**** DATASET EXCERPTS ****

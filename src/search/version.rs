//! Manager version extraction from `--version` output.

use regex::Regex;
use semver::Version;
use std::sync::LazyLock;

static VERSION_RE: LazyLock<Regex> =
    LazyLock::new(|| Regex::new(r"(\d+)\.(\d+)(?:\.(\d+))?").expect("Invalid version regex"));

/// Parse a manager version from probe output.
///
/// Handles the formats the supported managers print:
///
/// - `Homebrew 4.2.0` -> 4.2.0
/// - `conda 24.1.2` -> 24.1.2
/// - `Poetry (version 1.8.2)` -> 1.8.2
/// - `pip 24.0 from /usr/lib/python3/dist-packages/pip (python 3.12)` -> 24.0.0
///
/// Two-component versions get a zero patch. Leading zeros in a component
/// are tolerated. Returns `None` when nothing version-like is present.
pub(crate) fn parse_version(output: &str) -> Option<Version> {
    let caps = VERSION_RE.captures(output)?;
    let component = |i: usize| -> Option<u64> {
        caps.get(i)
            .map_or(Some(0), |m| m.as_str().parse::<u64>().ok())
    };
    Some(Version::new(component(1)?, component(2)?, component(3)?))
}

****

§ **TASK INSTRUCTIONS**
Output every line of the data again, exactly.

§ **ANSWER TO THE EXERCISE**
filename src/search/version.rs
//! Manager version extraction from `--version` output.

use regex::Regex;
use semver::Version;
use std::sync::LazyLock;

static VERSION_RE: LazyLock<Regex> =
    LazyLock::new(|| Regex::new(r"(\d+)\.(\d+)(?:\.(\d+))?").expect("Invalid version regex"));

/// Parse a manager version from probe output.
///
/// Handles the formats the supported managers print:
///
/// - `Homebrew 4.2.0` -> 4.2.0
/// - `conda 24.1.2` -> 24.1.2
/// - `Poetry (version 1.8.2)` -> 1.8.2
/// - `pip 24.0 from /usr/lib/python3/dist-packages/pip (python 3.12)` -> 24.0.0
///
/// Two-component versions get a zero patch. Leading zeros in a component
/// are tolerated. Returns `None` when nothing version-like is present.
pub(crate) fn parse_version(output: &str) -> Option<Version> {
    let caps = VERSION_RE.captures(output)?;
    let component = |i: usize| -> Option<u64> {
        caps.get(i)
            .map_or(Some(0), |m| m.as_str().parse::<u64>().ok())
    };
    Some(Version::new(component(1)?, component(2)?, component(3)?))
}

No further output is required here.